** What the exercise asks **
An exact transcription of the lines below, from the first through the one containing "routes (authentication required)", is the only output wanted.

** Source material **
----
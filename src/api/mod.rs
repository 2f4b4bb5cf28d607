//! API routes and handlers
//!
//! This module defines all API endpoints and their routing.

use axum::{
    extract::{rejection::QueryRejection, Query},
    routing::get,
    Router,
};
use tracing::error;

use crate::services::AuditServiceError;
use crate::utils::{AppError, AppResult};
use crate::AppState;

mod audit_logs;
mod dashboard;
mod health;

pub use health::*;

/// Public API routes (no authentication required)
pub fn public_routes() -> Router<AppState> {
    Router::new()
        // Health check endpoints
        .route("/health", get(health::health_check))
        .route("/health/detailed", get(health::health_check_detailed))
        .route("/health/live", get(health::liveness))
        .route("/health/ready", get(health::readiness))
}

/// Protected API routes (authentication required)
pub fn protected_routes() -> Router<AppState> {
    Router::new()
        .nest("/audit-logs", audit_logs::routes())
        .nest("/dashboard", dashboard::routes())
}

/// Unwrap query parameters; a malformed query is a JSON 400
fn query_params<T>(query: Result<Query<T>, QueryRejection>) -> AppResult<T> {
    query
        .map(|Query(params)| params)
        .map_err(|rejection| AppError::bad_request(rejection.body_text()))
}

/// Map a service failure to a response. Store failures are logged in full
/// and answered with `message` only.
fn service_error(err: AuditServiceError, message: &str) -> AppError {
    match err {
        AuditServiceError::Unauthorized => {
            AppError::unauthorized("Caller is not associated with a municipality")
        }
        AuditServiceError::InvalidFilter(errors) => errors.into(),
        AuditServiceError::ExportTooLarge { matched, limit } => AppError::bad_request(format!(
            "Export matches {} entries, above the limit of {}; narrow the filter",
            matched, limit
        )),
        other => {
            error!(error = %other, "{}", message);
            AppError::internal(message)
        }
    }
}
----
** Output of the task **
filename src/api/mod.rs
repository 2f4b4bb5cf28d607
//! API routes and handlers
//!
//! This module defines all API endpoints and their routing.

use axum::{
    extract::{rejection::QueryRejection, Query},
    routing::get,
    Router,
};
use tracing::error;

use crate::services::AuditServiceError;
use crate::utils::{AppError, AppResult};
use crate::AppState;

mod audit_logs;
mod dashboard;
mod health;

pub use health::*;

/// Public API routes (no authentication required)
pub fn public_routes() -> Router<AppState> {
    Router::new()
        // Health check endpoints
        .route("/health", get(health::health_check))
        .route("/health/detailed", get(health::health_check_detailed))
        .route("/health/live", get(health::liveness))
        .route("/health/ready", get(health::readiness))
}

/// Protected API routes (authentication required)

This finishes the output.